I have more detail on this in my blog post: How to Handle Set Based Consistency Validation in CQRS
I hope you find it helpful.
I'm making some study of eventsourcing before applying it (or not).
Quick question : When using EventSourcing pattern we can imagine this scenario to handle an event :
command sent
command handler receive the previous command, validate it then
command handler persist this event and publish it
business model apply (business logic algorithm v1 for example) this event mutating its internal state
We can replay all the events and reconstruct the business object state.
How to handle business logic bugs (business logic algorithm v1 contains a nasty bugs).
I read we can fix the bug and replay the events and then we got the business model in a valid state once again.
But what happens if when fixing the business rule when applying event#1 would have caused the 'futurs' commands to fails ? In other words, the event#2, event#3, event#n was dependend of the state of the domain model after applying event#0. How can we fix the cascading events failure ?
I don't have a specific usecase : but we can imagine an account where balance is currently positive. Applying Event#0 increment the balance but this was a bug, the developer wanted to reduce the balance. Event#1 is a purchase that was valid because of the positive balance at this time.
The developer fixes the bug and replay the events. Event#0 decrease the balance which becomes negative. Event#1 is replayed : what happens ?
Do we need to handle this case with 'compensation' ? how ?
thanks in advance for your comments, external ressources that can be of any help (articles, blogs).
bye
Minor correction
When using EventSourcing pattern we can imagine this scenario to handle an event
command sent
command handler receive the previous command, validate it then
business model verifies that the command can be satisfied without violating the business invariant, and calculates the ensuing events
command handler persist this events and publish them
The command handler (specifically, the anti-corruption layer) is responsible for making sure that the command is well formed. The business model decides if the command is permitted by the business.
The good news: the events are just state changes; all of the rule validation is already done. When you fix the bug in the domain object so that it produces the correct events in response to the command, you aren't changing the way the event is applied.
And you certainly aren't changing the history -- if the ATM gave away $20 that it wasn't supposed to, you can't get the money back by editing the record.
What that means is that deploying the bug fix keeps the problem from getting worse; but it doesn't do anything for the event histories that are incorrect.
Compensating events are the right answer here. Ever have a grocery clerk double scan an item, and have to back one of them out? If you look closely, you'll see all three items
+1 candy bar
+1 candy bar
-1 candy bar
That's the idiom of the compensating event being appended to end of the stream.

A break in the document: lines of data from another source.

use fretboard_trainer::lesson::load_lessons_from_sources;
use fretboard_trainer::sequencer::{Action, FretboardView, PositionKey};
use fretboard_trainer::{AudioOutput, MetronomeClock, PracticeConfig, PracticeSession};
use std::io::BufRead;
use std::sync::mpsc;
use std::thread;
use std::time::Duration;

// Frame period of the practice loop; beat events are picked up at this rate
const FRAME_INTERVAL: Duration = Duration::from_millis(10);

fn load_config() -> PracticeConfig {
    let Some(path) = PracticeConfig::default_path() else {
        log::info!("No config directory on this platform, using defaults");
        return PracticeConfig::default();
    };
    match PracticeConfig::load_or_default(&path) {
        Ok(config) => config,
        Err(e) => {
            log::warn!("Ignoring config {}: {}", path.display(), e);
            PracticeConfig::default()
        }
    }
}

/// Forward stdin lines to the practice loop
fn spawn_input_thread() -> mpsc::Receiver<String> {
    let (tx, rx) = mpsc::channel();
    thread::spawn(move || {
        let stdin = std::io::stdin();
        for line in stdin.lock().lines() {
            let Ok(line) = line else { break };
            if tx.send(line).is_err() {
                break;
            }
        }
    });
    rx
}

fn print_frame(view: &FretboardView<'_>, total_beats: u32) {
    let active: Vec<String> = view
        .active
        .iter()
        .map(|item| {
            let marker = item.marker;
            let mut text = format!(
                "s{}f{}:{}",
                marker.string_index + 1,
                marker.fret_label(),
                view.active_label(item)
            );
            if let Some(symbol) = marker.picking.symbol() {
                text.push_str(&format!(" [{}]", symbol));
            }
            text
        })
        .collect();

    let mut upcoming: Vec<(&PositionKey, usize)> = view
        .upcoming
        .iter()
        .filter(|(key, _)| view.is_visible(key))
        .map(|(key, item)| (key, item.distance))
        .collect();
    upcoming.sort_by_key(|(key, distance)| (*distance, **key));
    let upcoming: Vec<String> = upcoming
        .iter()
        .map(|(key, distance)| format!("+{} s{}f{}", distance, key.string_index + 1, key.fret))
        .collect();

    println!(
        "Beat {:>3}/{:<3} | {} | {}",
        view.current_beat,
        total_beats,
        if active.is_empty() {
            "rest".to_string()
        } else {
            active.join("  ")
        },
        upcoming.join("  ")
    );
}

fn main() {
    env_logger::init();

    println!("=== Fretboard Trainer ===");

    let config = load_config();

    let lessons = match load_lessons_from_sources(
        Some(config.lessons_json.as_path()),
        Some(config.tab_dir.as_path()),
        &config.load_options(),
    ) {
        Ok(lessons) => lessons,
        Err(e) => {
            log::error!("{}", e);
            Vec::new()
        }
    };

    for (i, lesson) in lessons.iter().enumerate() {
        println!("{:>2}. {}", i + 1, lesson);
    }

    let output = match AudioOutput::open() {
        Ok(output) => output,
        Err(e) => {
            log::error!("Audio initialisation failed: {}", e);
            std::process::exit(1);
        }
    };

    let mut clock = MetronomeClock::with_output(config.metronome, output);
    let mut session = PracticeSession::new(lessons, &config);

    if !session.lessons().is_empty() {
        for command in session.apply(Action::SelectLesson(0)) {
            clock.send(command);
        }
    }

    println!("Enter a lesson number to select it, an empty line to play/pause, q to quit.");
    println!("Keys: tab notes, h fingers, s shape, u upcoming, f frets, m metronome panel");

    let input = spawn_input_thread();

    while !session.should_quit() {
        match input.recv_timeout(FRAME_INTERVAL) {
            Ok(line) => {
                let line = line.trim();
                // Digits are time signatures while the metronome panel is open
                let commands = match line.parse::<usize>() {
                    _ if line.is_empty() => session.apply(Action::TogglePlay),
                    Ok(number) if number > 0 && !session.metronome_panel_open() => {
                        session.apply(Action::SelectLesson(number - 1))
                    }
                    _ => session.handle_key(line),
                };
                for command in commands {
                    clock.send(command);
                }
                print_frame(&session.view(), session.total_beats());
            }
            Err(mpsc::RecvTimeoutError::Timeout) => {}
            Err(mpsc::RecvTimeoutError::Disconnected) => break,
        }

        while let Some(event) = clock.poll_beat() {
            if session.on_metronome_beat(event) {
                print_frame(&session.view(), session.total_beats());
            }
        }
    }

    clock.close();
    println!("Bye");
}
// Module audio - Metronome click synthesis and the cpal output device

pub mod click;
pub mod output;

pub use click::{ClickBank, ClickRequest, ClickVoice};
pub use output::{AudioError, AudioOutput, CpalClickSink};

So if the error showed first appeared in event #0, and then [event #1 .. event #99] have been played on top of that, the remedy for the error is to publish a compensating event #100.
Notice that this is exactly what book keepers would do. You put the wrong sign on the entry on line #1, add a bunch more entries, realize your mistake, and add a new entry that compensates for the earlier mistake.
More good news: in mature business processes, there are already mitigation procedures in place to handle various contingencies. So you can grab a meeting with your domain experts, and doodle on the whiteboard explaining the problem, and your experts should be able to show you the right way to compensate for it. Everything after that is feature management (does the mitigation need to be automated? Does the system need to do the mitigation automatically, or can it let human experts tell it what mitigation to apply, etc. etc.)